What you will do:
In the entries below, how many lines contain "call"? Answer with the number and nothing else.

──────── Data section

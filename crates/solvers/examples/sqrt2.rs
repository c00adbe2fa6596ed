//! Finds √2 as the root of x² − 2 on [1, 2] and prints every bracket examined.
//!
//! # Usage
//!
//! ```text
//! cargo run --example sqrt2
//! cargo run --example sqrt2 -- 1e-9
//! RUST_LOG=bolzano_solvers=trace cargo run --example sqrt2
//! ```
//!
//! The optional argument is the target bracket width (default `1e-6`).

use std::error::Error;

use bolzano_core::{Function, from_fn};
use bolzano_solvers::bisection::{self, Config, StopPolicy};
use tracing_subscriber::EnvFilter;

fn main() -> Result<(), Box<dyn Error>> {
    tracing_subscriber::fmt()
        .with_env_filter(EnvFilter::from_default_env())
        .with_target(false)
        .init();

    let eps = std::env::args()
        .nth(1)
        .as_deref()
        .map(str::parse::<f64>)
        .transpose()?
        .unwrap_or(1e-6);

    let f = from_fn(|x| x * x - 2.0);
    let config = Config::new(eps)?;
    let solution = bisection::solve_unobserved(&f, [1.0, 2.0], &config)?;

    for record in solution.trace.iter().flatten() {
        println!(
            "{:>3}  a = {:<20}  m = {:<20}  b = {:<20}  b - a = {:e}",
            record.iter, record.a, record.m, record.b, record.width
        );
    }

    let digits = decimal_places(eps);
    let zero = solution.zero;
    println!("x0 = {zero:.digits$} ± {eps} ({:?})", solution.status);
    println!("f(x0) = {:e}", f.call(zero)?);

    let fixed = bisection::find_root_fixed_count(&f, [1.0, 2.0], eps)?;
    println!(
        "{:?} policy agrees: {}",
        StopPolicy::FixedCount,
        (fixed - zero).abs() < eps
    );

    Ok(())
}

/// Number of decimals worth printing for a result accurate to `eps`.
fn decimal_places(eps: f64) -> usize {
    #[allow(clippy::cast_possible_truncation, clippy::cast_sign_loss)]
    let digits = eps.log10().abs().floor() as usize;
    digits
}
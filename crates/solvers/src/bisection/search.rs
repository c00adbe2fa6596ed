use bolzano_core::{Function, Observer};
use tracing::{debug, trace};

use super::{
    Action, Config, Error, Event, Solution, Status, StopPolicy, Trace, TraceRecord,
    bracket::{Bracket, same_sign},
    fixed_iteration_count,
};

/// Core bisection loop shared by both stop policies.
///
/// The tolerance policy splits while `b - a >= eps`; the fixed-count policy
/// splits [`fixed_iteration_count`] times, then keeps splitting while rounded
/// midpoints have left the bracket at least `eps` wide. Everything else,
/// including trace recording, is identical.
pub(super) fn search<F, Obs>(
    function: &F,
    mut bracket: Bracket,
    config: &Config,
    mut observer: Obs,
) -> Result<Solution, Error>
where
    F: Function,
    Obs: for<'a> Observer<Event<'a>, Action>,
{
    let mut f_a = evaluate(function, bracket.a())?;
    let f_b = evaluate(function, bracket.b())?;

    if same_sign(f_a, f_b) {
        debug!(
            a = bracket.a(),
            b = bracket.b(),
            f_a,
            f_b,
            "bisection rejected: no sign change"
        );
        return Err(Error::SameSigns {
            a: bracket.a(),
            b: bracket.b(),
            f_a,
            f_b,
        });
    }

    let limit = match config.policy() {
        StopPolicy::Tolerance => None,
        StopPolicy::FixedCount => Some(fixed_iteration_count(bracket.as_array(), config.eps())),
    };

    let mut trace = config.records_trace().then(Trace::default);
    let mut iter = 0;

    let status = loop {
        let should_split = match limit {
            None => bracket.width() >= config.eps(),
            Some(n) => iter < n || bracket.width() >= config.eps(),
        };
        if !should_split {
            break Status::Converged;
        }

        let m = bracket.midpoint();
        if !bracket.is_interior(m) {
            break Status::PrecisionLimit;
        }

        let f_m = evaluate(function, m)?;
        let record = step_record(iter, &bracket, m);
        trace!(
            iter,
            a = record.a,
            m,
            b = record.b,
            width = record.width,
            f_m,
            "bisection step"
        );
        if let Some(trace) = trace.as_mut() {
            trace.push(record);
        }

        let event = Event::Midpoint {
            record: &record,
            value: f_m,
        };
        if let Some(Action::StopEarly) = observer.observe(&event) {
            return Ok(finish(Status::StoppedByObserver, m, iter + 1, trace));
        }

        #[allow(clippy::float_cmp)]
        if f_m == 0.0 {
            return Ok(finish(Status::ExactRoot, m, iter + 1, trace));
        }

        if same_sign(f_a, f_m) {
            bracket.raise_left(m);
            f_a = f_m;
        } else {
            bracket.lower_right(m);
        }

        iter += 1;
    };

    let m = bracket.midpoint();
    if let Some(trace) = trace.as_mut() {
        trace.push(step_record(iter, &bracket, m));
    }

    Ok(finish(status, m, iter, trace))
}

/// Evaluates the function, rejecting errors and non-finite values.
fn evaluate<F: Function>(function: &F, x: f64) -> Result<f64, Error> {
    let value = function.call(x).map_err(|source| Error::Function {
        x,
        source: Box::new(source),
    })?;

    if !value.is_finite() {
        return Err(Error::NonFiniteValue { x, value });
    }

    Ok(value)
}

fn step_record(iter: usize, bracket: &Bracket, m: f64) -> TraceRecord {
    TraceRecord {
        iter,
        a: bracket.a(),
        m,
        b: bracket.b(),
        width: bracket.width(),
    }
}

fn finish(status: Status, zero: f64, iters: usize, trace: Option<Trace>) -> Solution {
    debug!(?status, zero, iters, "bisection finished");
    Solution {
        status,
        zero,
        iters,
        trace,
    }
}
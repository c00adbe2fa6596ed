/// Returns the number of halvings the fixed-count policy performs up front on
/// `bracket` for the target width `eps`.
///
/// This is the smallest `n` with `(b - a) / 2^n < eps` under exact halving. On
/// dyadic brackets it equals the number of iterations the tolerance loop runs;
/// elsewhere rounded midpoints can make the loop need one more, which the
/// fixed-count policy then performs. It is zero when the
/// bracket is already narrower than `eps`. When `(b - a) / eps` is exactly
/// `2^k` the count is `k + 1`, not `k`: after `k` halvings the width equals
/// `eps`, and the tolerance loop still splits a bracket of width `eps`.
///
/// Returns zero for a non-finite or non-positive `eps`.
#[must_use]
pub fn fixed_iteration_count(bracket: [f64; 2], eps: f64) -> usize {
    let [a, b] = bracket;
    let width = b - a;

    // Overflowing width: the first split brings it back into range.
    if width.is_infinite() && a.is_finite() && b.is_finite() {
        return 1 + count_for_width(b / 2.0 - a / 2.0, eps);
    }

    count_for_width(width, eps)
}

fn count_for_width(width: f64, eps: f64) -> usize {
    if !eps.is_finite() || eps <= 0.0 || !width.is_finite() || width < eps {
        return 0;
    }

    // log2 is inexact, so treat this as a first guess and settle it below.
    #[allow(clippy::cast_possible_truncation, clippy::cast_sign_loss)]
    let mut n = (width.log2() - eps.log2()).ceil().max(0.0) as usize;

    while halved(width, n) >= eps {
        n += 1;
    }
    while n > 0 && halved(width, n - 1) < eps {
        n -= 1;
    }

    n
}

/// Halves `width` `times` times.
fn halved(width: f64, times: usize) -> f64 {
    (0..times).fold(width, |w, _| w / 2.0)
}
//! Header normalization between the inbound and outbound legs.
//!
//! # Responsibilities
//! - Drop HTTP/2 pseudo-headers when converting raw header pairs
//! - Remove hop-by-hop headers, including every name listed in `Connection`
//! - Copy headers into an outbound carrier, keeping repeated values separate

use axum::http::{
    header::{self, HeaderName},
    HeaderMap, HeaderValue,
};

/// Pseudo-header sentinel (`:method`, `:path`, ...).
const PSEUDO_PREFIX: char = ':';

/// Headers that only describe one transport leg.
const HOP_BY_HOP: [&str; 7] = [
    "connection",
    "upgrade",
    "http2-settings",
    "transfer-encoding",
    "proxy-connection",
    "keep-alive",
    "host",
];

/// Build a header map from raw name/value pairs as delivered by a multiplexed
/// frontend, dropping pseudo-headers and lower-casing names.
pub fn filter_pseudo_headers<'a, I>(pairs: I) -> HeaderMap
where
    I: IntoIterator<Item = (&'a str, &'a [u8])>,
{
    let mut headers = HeaderMap::new();
    for (name, value) in pairs {
        if name.starts_with(PSEUDO_PREFIX) {
            continue;
        }
        let Ok(name) = HeaderName::from_bytes(name.to_ascii_lowercase().as_bytes()) else {
            tracing::debug!(name, "Dropping invalid header name");
            continue;
        };
        if let Ok(value) = HeaderValue::from_bytes(value) {
            headers.append(name, value);
        }
    }
    headers
}

/// Remove hop-by-hop headers in place (RFC 7230 §6.1).
///
/// `te` survives only when its value is exactly `trailers`.
pub fn strip_hop_by_hop_headers(headers: &mut HeaderMap) {
    let listed: Vec<HeaderName> = headers
        .get_all(header::CONNECTION)
        .iter()
        .filter_map(|value| value.to_str().ok())
        .flat_map(|value| value.split(','))
        .map(str::trim)
        .filter(|name| !name.is_empty())
        .filter_map(|name| HeaderName::from_bytes(name.to_ascii_lowercase().as_bytes()).ok())
        .collect();

    for name in listed {
        headers.remove(name);
    }
    for name in HOP_BY_HOP {
        headers.remove(name);
    }

    let te_is_trailers = {
        let mut values = headers.get_all(header::TE).iter();
        matches!((values.next(), values.next()), (Some(v), None) if v.as_bytes() == b"trailers")
    };
    if !te_is_trailers {
        headers.remove(header::TE);
    }
}

/// Copy every header into `target`, appending so multi-value headers stay repeated.
/// Existing values for a copied name are replaced.
pub fn copy_headers(source: &HeaderMap, target: &mut HeaderMap) {
    for name in source.keys() {
        if name.as_str().starts_with(PSEUDO_PREFIX) {
            continue;
        }
        target.remove(name);
        for value in source.get_all(name) {
            target.append(name.clone(), value.clone());
        }
    }
}
//! Transport strategies.
//!
//! # Data Flow
//! ```text
//! Retry coordinator
//!     → Transport::dispatch(OutboundRequest)
//!         - http1.rs  (hyper-util pooled agents per scheme, unix sockets via unix.rs)
//!         - http2.rs  (one multiplexed session per origin)
//!         - pooled.rs (reqwest pooled dispatcher)
//!     → DispatchOutcome { status, headers, body stream } or ForwardError
//! ```
//!
//! # Design Decisions
//! - Exactly one strategy per forwarder, chosen once from configuration
//! - Every strategy advertises the error kind the retry coordinator may retry
//! - `close` marks the strategy closed, yields one scheduler turn, then destroys owned resources

pub mod agent;
pub mod http1;
pub mod http2;
pub mod pooled;
pub mod tls;
pub mod unix;

use std::future::Future;
use std::time::Duration;

use axum::{
    body::{Body, Bytes},
    http::{HeaderMap, Method, Response, StatusCode, Version},
};
use futures_util::{future::BoxFuture, FutureExt, StreamExt};
use url::Url;

use crate::config::ForwardingConfig;
use crate::error::{ErrorKind, ForwardError, SetupError};

pub use agent::Ownership;
pub use http1::Http1Transport;
pub use http2::Http2Transport;
pub use pooled::PooledTransport;

/// Body of an outbound request.
#[derive(Debug, Default)]
pub enum RequestBody {
    #[default]
    Empty,
    Full(Bytes),
    /// Piped from the inbound request; can be sent once.
    Stream(Body),
}

impl RequestBody {
    pub fn is_empty(&self) -> bool {
        match self {
            RequestBody::Empty => true,
            RequestBody::Full(bytes) => bytes.is_empty(),
            RequestBody::Stream(_) => false,
        }
    }

    /// A copy for another attempt. Streams cannot be replayed.
    pub fn try_clone(&self) -> Option<Self> {
        match self {
            RequestBody::Empty => Some(RequestBody::Empty),
            RequestBody::Full(bytes) => Some(RequestBody::Full(bytes.clone())),
            RequestBody::Stream(_) => None,
        }
    }

    pub fn into_body(self) -> Body {
        match self {
            RequestBody::Empty => Body::empty(),
            RequestBody::Full(bytes) => Body::from(bytes),
            RequestBody::Stream(body) => body,
        }
    }
}

/// Everything about an outbound request except its body.
#[derive(Debug, Clone)]
pub struct RequestHead {
    pub method: Method,
    /// Destination with the resolved query string applied.
    pub url: Url,
    pub headers: HeaderMap,
    /// Per-call override of the strategy's request timeout.
    pub timeout: Option<Duration>,
}

#[derive(Debug)]
pub struct OutboundRequest {
    pub head: RequestHead,
    pub body: RequestBody,
}

/// A successful upstream exchange. The body is lazy; dropping it releases the connection.
#[derive(Debug)]
pub struct DispatchOutcome {
    pub status: StatusCode,
    pub version: Version,
    pub headers: HeaderMap,
    pub body: Body,
}

impl DispatchOutcome {
    /// Wrap a hyper response, keeping `guard` alive until the body is dropped.
    pub(crate) fn from_incoming<G>(response: Response<hyper::body::Incoming>, guard: G) -> Self
    where
        G: Send + 'static,
    {
        let (parts, incoming) = response.into_parts();
        let stream = Body::new(incoming).into_data_stream().map(move |chunk| {
            let _held = &guard;
            chunk
        });
        Self {
            status: parts.status,
            version: parts.version,
            headers: parts.headers,
            body: Body::from_stream(stream),
        }
    }

    /// Drop the outcome and its body, returning the connection to the transport.
    pub fn discard(self) {
        drop(self.body);
    }
}

/// The uniform request/response contract every strategy implements.
pub trait Dispatch: Send + Sync {
    fn dispatch(
        &self,
        request: OutboundRequest,
    ) -> impl Future<Output = Result<DispatchOutcome, ForwardError>> + Send;

    /// Error kind the default retry policy treats as retryable.
    fn retry_on_error(&self) -> ErrorKind;
}

/// The active strategy of a forwarder.
#[derive(Debug)]
pub enum Transport {
    Http1(Http1Transport),
    Http2(Http2Transport),
    Pooled(PooledTransport),
}

impl Transport {
    /// Pick and build the strategy: `http2` forces HTTP/2, `http` or a disabled pooled
    /// dispatcher selects HTTP/1.1, otherwise the pooled dispatcher.
    pub fn from_config(config: &ForwardingConfig) -> Result<Self, SetupError> {
        if let Some(http2) = &config.http2 {
            return Ok(Transport::Http2(Http2Transport::new(http2.clone())?));
        }
        if config.http.is_some() || !config.pooled.enabled {
            let http = config.http.clone().unwrap_or_default();
            return Ok(Transport::Http1(Http1Transport::new(
                &http,
                config.global_agent,
                config.destroy_agent,
            )?));
        }
        Ok(Transport::Pooled(PooledTransport::new(&config.pooled)?))
    }

    pub fn name(&self) -> &'static str {
        match self {
            Transport::Http1(_) => "http1",
            Transport::Http2(_) => "http2",
            Transport::Pooled(_) => "pooled",
        }
    }

    pub fn supports_unix_sockets(&self) -> bool {
        matches!(self, Transport::Http1(_))
    }

    /// Mark closed, yield one scheduler turn, then destroy owned resources.
    pub async fn close(&self) {
        match self {
            Transport::Http1(t) => t.begin_close(),
            Transport::Http2(t) => t.begin_close(),
            Transport::Pooled(t) => t.begin_close(),
        }
        tokio::task::yield_now().await;
        match self {
            Transport::Http1(t) => t.destroy(),
            Transport::Http2(t) => t.destroy(),
            Transport::Pooled(t) => t.destroy(),
        }
    }

    fn dispatch_boxed(&self, request: OutboundRequest) -> BoxFuture<'_, Result<DispatchOutcome, ForwardError>> {
        match self {
            Transport::Http1(t) => t.dispatch(request).boxed(),
            Transport::Http2(t) => t.dispatch(request).boxed(),
            Transport::Pooled(t) => t.dispatch(request).boxed(),
        }
    }
}

impl Dispatch for Transport {
    fn dispatch(
        &self,
        request: OutboundRequest,
    ) -> impl Future<Output = Result<DispatchOutcome, ForwardError>> + Send {
        self.dispatch_boxed(request)
    }

    fn retry_on_error(&self) -> ErrorKind {
        match self {
            Transport::Http1(t) => t.retry_on_error(),
            Transport::Http2(t) => t.retry_on_error(),
            Transport::Pooled(t) => t.retry_on_error(),
        }
    }
}

/// Error for dispatches after `close`.
pub(crate) fn closed_error() -> ForwardError {
    ForwardError::ServiceUnavailable {
        reason: "transport is closed".to_string(),
    }
}
impl Driver {
    async fn start<S>(self, stream: S) -> Result<Arc<Session>, String>
    where
        S: AsyncRead + AsyncWrite + Unpin + Send + 'static,
    {
        let (sender, connection) = http2::Builder::new(TokioExecutor::new())
            .timer(TokioTimer::new())
            .handshake::<_, Body>(TokioIo::new(stream))
            .await
            .map_err(|e| chain_message(&e))?;

        let (ended_tx, ended_rx) = watch::channel(None);
        let activity = Arc::new(Notify::new());
        let shutdown = Arc::new(Notify::new());
        let session = Arc::new(Session {
            id: self.id,
            sender: Mutex::new(sender),
            activity: activity.clone(),
            ended: ended_rx,
            shutdown: shutdown.clone(),
        });

        tokio::spawn(async move {
            let end = self.run(connection, &activity, &shutdown).await;
            tracing::debug!(
                origin = %self.origin,
                session_id = self.id,
                reason = end.label(),
                "HTTP/2 session ended"
            );
            metrics::record_session(end.label());
            ended_tx.send_replace(Some(end));
            if let Some(sessions) = self.sessions.upgrade() {
                remove_session(&sessions, &self.origin, self.id);
            }
        });
        Ok(session)
    }

    async fn run<C>(&self, connection: C, activity: &Notify, shutdown: &Notify) -> SessionEnd
    where
        C: std::future::Future<Output = hyper::Result<()>>,
    {
        tokio::pin!(connection);
        loop {
            let idle = async {
                match self.session_timeout {
                    Some(limit) => tokio::time::sleep(limit).await,
                    None => std::future::pending().await,
                }
            };
            tokio::select! {
                result = &mut connection => {
                    return match result {
                        Ok(()) => SessionEnd::Closed,
                        Err(e) => SessionEnd::Failed(chain_message(&e)),
                    };
                }
                _ = activity.notified() => continue,
                _ = idle => return SessionEnd::IdleTimeout,
                _ = shutdown.notified() => return SessionEnd::Closed,
            }
        }
    }
}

────────────────

The answer:
3